‘Highly traumatic’ strip search of female Canberra prisoner violated Human Rights Act, review finds


The strip search of a female inmate inside a Canberra prison earlier this year breached the territory’s Human Rights Act, according to a damning review which also found the ACT’s policies around mandatory searches did not have a legal basis.

The ACT’s Inspector of Correctional Services (ICS) on Thursday released the review into the strip search of a 37-year-old Indigenous prisoner at the Alexander Maconochie jail earlier this year.

The search made headlines after the Guardian revealed the incident in January. The ACT government obtained court orders suppressing footage depicting prison guards forcibly strip-searching the woman.

The Guardian previously reported that the woman was a sexual assault survivor with a number of physical and mental health issues including a heart condition requiring a pacemaker.

On the day of the search, she had been denied approval to attend her grandmother’s funeral “due to logistics” and, according to the ICS report, began threatening to self-harm.

According to the inspector’s report, she was moved to the prison’s crisis support unit where she refused to undergo a strip search. Footage reviewed in the investigation showed the woman yelling “cannot breathe” at various times while detained.

“During the use of force there are up to 12 staff in the immediate vicinity, some at times enter the cell, and others stay by the door or in the corridor outside the cell,” the report states.

“At least two of these staff are male. The use of force could also potentially be viewed live on CCTV by staff at the CSU duty point, in the operations building and in the master control room”.

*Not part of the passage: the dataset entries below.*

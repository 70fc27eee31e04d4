use std::time::Duration;

use sqlx::SqlitePool;

use crate::services::{DomainService, SessionRegistry};

#[derive(Clone)]
pub struct AppState {
    pub service: DomainService,
    pub sessions: SessionRegistry,
}

impl AppState {
    pub fn new(db: SqlitePool, session_ttl: Duration) -> Self {
        Self {
            service: DomainService::new(db),
            sessions: SessionRegistry::new(session_ttl),
        }
    }
}
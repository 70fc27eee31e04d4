pub mod config;
pub mod db;
pub mod extract;
pub mod handlers;
pub mod models;
pub mod password;
pub mod repositories;
pub mod routes;
pub mod services;
pub mod state;
pub mod utils;

#[cfg(test)]
pub(crate) mod test_support;
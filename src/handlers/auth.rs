use axum::extract::State;
use axum::response::Response;
use serde::Serialize;
use uuid::Uuid;

use crate::extract::{AppJson, BearerToken};
use crate::models::{Actor, Credentials, NewUser, User};
use crate::state::AppState;
use crate::utils::error::AppResult;
use crate::utils::response::{created, empty_success, success};

#[derive(Serialize)]
pub struct LoginPayload {
    pub token: Uuid,
    pub user: User,
}

pub async fn register(
    State(state): State<AppState>,
    AppJson(new_user): AppJson<NewUser>,
) -> AppResult<Response> {
    let user = state.service.register(new_user).await?;
    Ok(created(user, "Account created successfully"))
}

pub async fn login(
    State(state): State<AppState>,
    AppJson(credentials): AppJson<Credentials>,
) -> AppResult<Response> {
    let user = state.service.authenticate(credentials).await?;
    let token = state.sessions.issue(Actor::from(&user)).await;
    let message = format!("Welcome back, {} ({})", user.name, user.role);
    Ok(success(LoginPayload { token, user }, message))
}

pub async fn logout(
    State(state): State<AppState>,
    BearerToken(token): BearerToken,
) -> Response {
    state.sessions.revoke(&token).await;
    empty_success("Logged out")
}
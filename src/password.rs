//! Argon2id password hashing.
//!
//! Hashing is CPU bound, so both entry points run on the blocking thread pool.

use std::sync::OnceLock;

use argon2::password_hash::rand_core::OsRng;
use argon2::password_hash::{PasswordHash, PasswordHasher, PasswordVerifier, SaltString};
use argon2::Argon2;

use crate::utils::error::{AppError, AppResult};

/// Hashes `password` with a fresh random salt into a PHC string.
pub async fn hash_password(password: String) -> AppResult<String> {
    tokio::task::spawn_blocking(move || hash_blocking(&password))
        .await
        .map_err(|e| AppError::Internal(format!("password hashing task failed: {}", e)))?
}

/// Returns `Ok(false)` on mismatch. A malformed stored hash is an internal error.
pub async fn verify_password(password: String, stored_hash: String) -> AppResult<bool> {
    tokio::task::spawn_blocking(move || verify_blocking(&password, &stored_hash))
        .await
        .map_err(|e| AppError::Internal(format!("password verification task failed: {}", e)))?
}

/// Burns one verification against a throwaway hash, so that lookups of unknown
/// emails take as long as a wrong password for a known one.
pub async fn verify_against_dummy(password: String) -> AppResult<()> {
    tokio::task::spawn_blocking(move || {
        let dummy = dummy_hash()?;
        verify_blocking(&password, dummy).map(|_| ())
    })
    .await
    .map_err(|e| AppError::Internal(format!("password verification task failed: {}", e)))?
}

fn hash_blocking(password: &str) -> AppResult<String> {
    let salt = SaltString::generate(&mut OsRng);
    Argon2::default()
        .hash_password(password.as_bytes(), &salt)
        .map(|hash| hash.to_string())
        .map_err(|e| AppError::Internal(format!("failed to hash password: {}", e)))
}

fn verify_blocking(password: &str, stored_hash: &str) -> AppResult<bool> {
    let parsed = PasswordHash::new(stored_hash)
        .map_err(|e| AppError::Internal(format!("stored password hash is malformed: {}", e)))?;
    Ok(Argon2::default()
        .verify_password(password.as_bytes(), &parsed)
        .is_ok())
}

fn dummy_hash() -> AppResult<&'static str> {
    static DUMMY: OnceLock<String> = OnceLock::new();
    if let Some(hash) = DUMMY.get() {
        return Ok(hash.as_str());
    }
    let hash = hash_blocking("not-a-real-password")?;
    Ok(DUMMY.get_or_init(|| hash).as_str())
}

#[cfg(test)]
mod tests {
    use super::*;

    #[tokio::test]
    async fn hash_then_verify() {
        let hash = hash_password("correct horse".into()).await.unwrap();
        assert!(hash.starts_with("$argon2id$"));
        assert!(!hash.contains("correct horse"));
        assert!(verify_password("correct horse".into(), hash.clone())
            .await
            .unwrap());
        assert!(!verify_password("wrong".into(), hash).await.unwrap());
    }

    #[tokio::test]
    async fn same_password_gets_different_salts() {
        let a = hash_password("pw".into()).await.unwrap();
        let b = hash_password("pw".into()).await.unwrap();
        assert_ne!(a, b);
    }

    #[tokio::test]
    async fn malformed_hash_is_internal_error() {
        let err = verify_password("pw".into(), "plaintext".into())
            .await
            .unwrap_err();
        assert!(matches!(err, AppError::Internal(_)));
    }

    #[tokio::test]
    async fn dummy_verification_succeeds() {
        verify_against_dummy("anything".into()).await.unwrap();
    }
}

The report states that while the corrective officers were holding her down, the woman eventually agreed to comply with a search that occurred in front of two female officers in a bathroom. For that reason, the ICS report found the search did not occur in front of male officers.

The prisoner in a letter had alleged she was also stripped naked by the guards in view of other male inmates.

The report was damning on the use of force during the search and policies which required mandatory strip searches of inmates entering the crisis support unit.

It found that the decision to use force to carry out the search initially was “not a last resort as required” by the territory’s Corrections Management Act and that it did not comply with the territory’s Human Rights Act.

“There is no doubt that the use of force would have been a highly traumatic incident for [the woman], particularly given her recent history of sexual assault, her ongoing mental health condition, and the feelings of loss and grief experienced from the sudden death of her grandmother,” Thursday’s report stated.

“Furthermore, [the woman] had medical conditions relating to her heart and lung which were known to the [prison officers], and it is highly likely that any risks to [her] health posed by using force and restraining her were significantly increased due to these conditions.

“We note that the decision to conduct a forced strip search was not an approach that all staff were entirely comfortable with. This incident has been stressful for some staff involved.”

The ICS, Neil McAllister, found the decision to carry out the search was lawful because staff had a “reasonable suspicion” the woman was “concealing a ‘seizable item’ that could be used to harm herself or others”. But he found the decision to conduct a forced strip search “did not comply” with the territory’s own Human Rights Act.

The report stated that while corrections staff were not explicitly required to consider an inmate’s human rights when conducting a forced strip search it was “inexcusable” that it was not “directed by policy and procedure”.

“The decision to conduct a forced strip search and the events that followed … was an unreasonable limitation on [the woman’s] human rights,” the report found.

“This conclusion is reached because of [the woman’s] additional vulnerabilities including her mental and physical health condition [which] caused what is an already inherently degrading practice to have even more of an impact on her rights, and because there was a less restrictive means that was not explored.”

In response to the report, the ACT’s corrections minister, Mick Gentleman, said the government would fast-track the purchase of body scanners to limit the need for strip searches.

“ACT Corrective Services was already in the process of procuring a full body scanner for the [prison]. In light of the inspector’s recommendation, we’ll now procure two,” he said.

“I understand strip searches can be stressful and traumatising for both detainees and staff and as a result we would like to minimise strip-searching as much as possible.”